The Washington Post's Howard Schneider profiles PA Prime Minister Salaam Fayyad, A Palestinian Technocrat Rises Steadily, but Questions Persist. The profile is generally positive but Schneider notes some of the problems that Fayyad faces.
Here's one:
Ghassan Khatib, a Palestinian pollster and analyst, said Fayyad tends to fare poorly in popularity compared with Abbas or with more charismatic figures such as jailed Fatah leader Marwan Barghouti and Hamas official Ismail Haniyeh, head of the Islamist movement's de facto government in Gaza.
There's something missing here. Barghoutin and Haniyeh are not just popular because of their charisma, they're popular because of their terrorist activities.
At the end Schneider takes issue with an analysis by Dan Diker and Pinhas Inbari that's critical of the West's investment in Fayyad.
Schneider writes:
Analysts Dan Diker and Pinhas Inbari argued in a recent paper written for the Jerusalem Center for Public Affairs, a think tank considered close to Israeli Prime Minister Binyamin Netanyahu, that the United States was "naive" to think its support for Fayyad would help him succeed without more local backing.That, Fayyad said, is something Israel could help with. He argues that his security efforts will obligate Israel, under international agreements such as a 2003 "road map" for peace, to take steps of its own -- including freezing Jewish settlement construction in the West Bank and stopping military incursions into areas put under Palestinian control according to the Oslo accords.
Note that, encouraged the Obama administration, Fayyad, of course calls for a freeze on "settlement construction."

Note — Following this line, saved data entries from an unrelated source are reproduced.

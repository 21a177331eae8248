//! `GET /api/config`: backend coordinates for the browser.

#[cfg(test)]
#[path = "config_test.rs"]
mod config_test;

use axum::Json;
use axum::extract::State;
use catalog::config::BackendConfig;

use crate::state::AppState;

pub async fn backend_config(State(state): State<AppState>) -> Json<BackendConfig> {
    Json(state.config.backend.clone())
}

But Schneider ignores some of the other criticisms of Fayyad in Diker's and Inbari's analysis. It also ignores ways that Fayyad himself works against peace with Israel. Palestiniann Media Watch continues to find that the PA is fighting a PR war against Israel over Jerusalem. Diker and Inbari note that Fayyad has been funding Hamas. And while everyone is parsing Binyamin Netanyahu's words to determine whether or not he accepts a two state solution, Schneider, like so many other ignores that Fayyad denies that Israel is a Jewish state.
In the end, Fayyad is better than most Palestinian leaders. But he has no real constituency, because he is not sufficiently opposed to Israel's existence. If peace will come in the Middle it will be when someone like Fayyad rises to power rather than being imposed from the outside. But that will take a remaking of Palesitnian nationalism, something that has yet to happen and won't happen anytime soon.
Crossposted on Yourish
Posted by SoccerDad at July 13, 2009 6:14 AMThe Palestinians have yet to cross their own Rubicon. Its not going to happen as long as the likes of Fayyad remain marginal in Palestinian society.
Posted by: NormanF at July 13, 2009 4:45 PMIsrael is not a Jewish State, it's a predominantly Jewish State and should remain so. It just blows my mind how the same people who would be the loudest critics of any country declaring itself an Aryan Nation are blind to the inherent racism in a Jewish State.
That said, I highly doubt that it is possible for any non-violent politician to win in Palestine right now, at least until Israel shows good faith in negotiation by carrying out its obligations under the Road Map. The PA has done everything it can to boost security within the strict limitations which Israel places on its security forces. You can't ask me to drive to the store, slash my tires, then complain because I didn't do what you asked me to.
Posted by: thinkaboutit at July 13, 2009 8:11 PMThe Palestinians have not fulfilled their obligations to disarm anti-Israel terrorist groups, to cease anti-Semitic and anti-Israel incitement and to prepare their people for peace with Israel. And there is no indication they intend to even do so. All of the Road Map demands are directly exclusively towards Israel.
Posted by: NormanF at July 13, 2009 9:14 PMYou're right that they need to make greater effort at reigning in the anti-semitism in the media, for sure. On the other hand, you really have to divide them into Gaza, the West Bank, and East Jerusalem. As long as they are forced to rebuild houses that the IDF bulldozed or blew up using mud and scraps because Israel won't allow construction materials into Gaza, you can turn the tv into 24h/day Zionist-Lover's Appeasement Hour and the anti-Israeli sentiment won't change a bit. As far as the West Bank, if Bibi keeps removing checkpoints, eases congestion, and creates serious reform rather than just token gestures, making the daily life of the Palestinians in the West Bank better, turning the tv into an all-day Hamas Martyrs' Telethon won't stop them from becoming less anti-Israeli. And the Palestinians in East Jerusalem, despite decades of being a second-class people in a Jewish State, are more or less happy to not be in Gaza or the West Bank.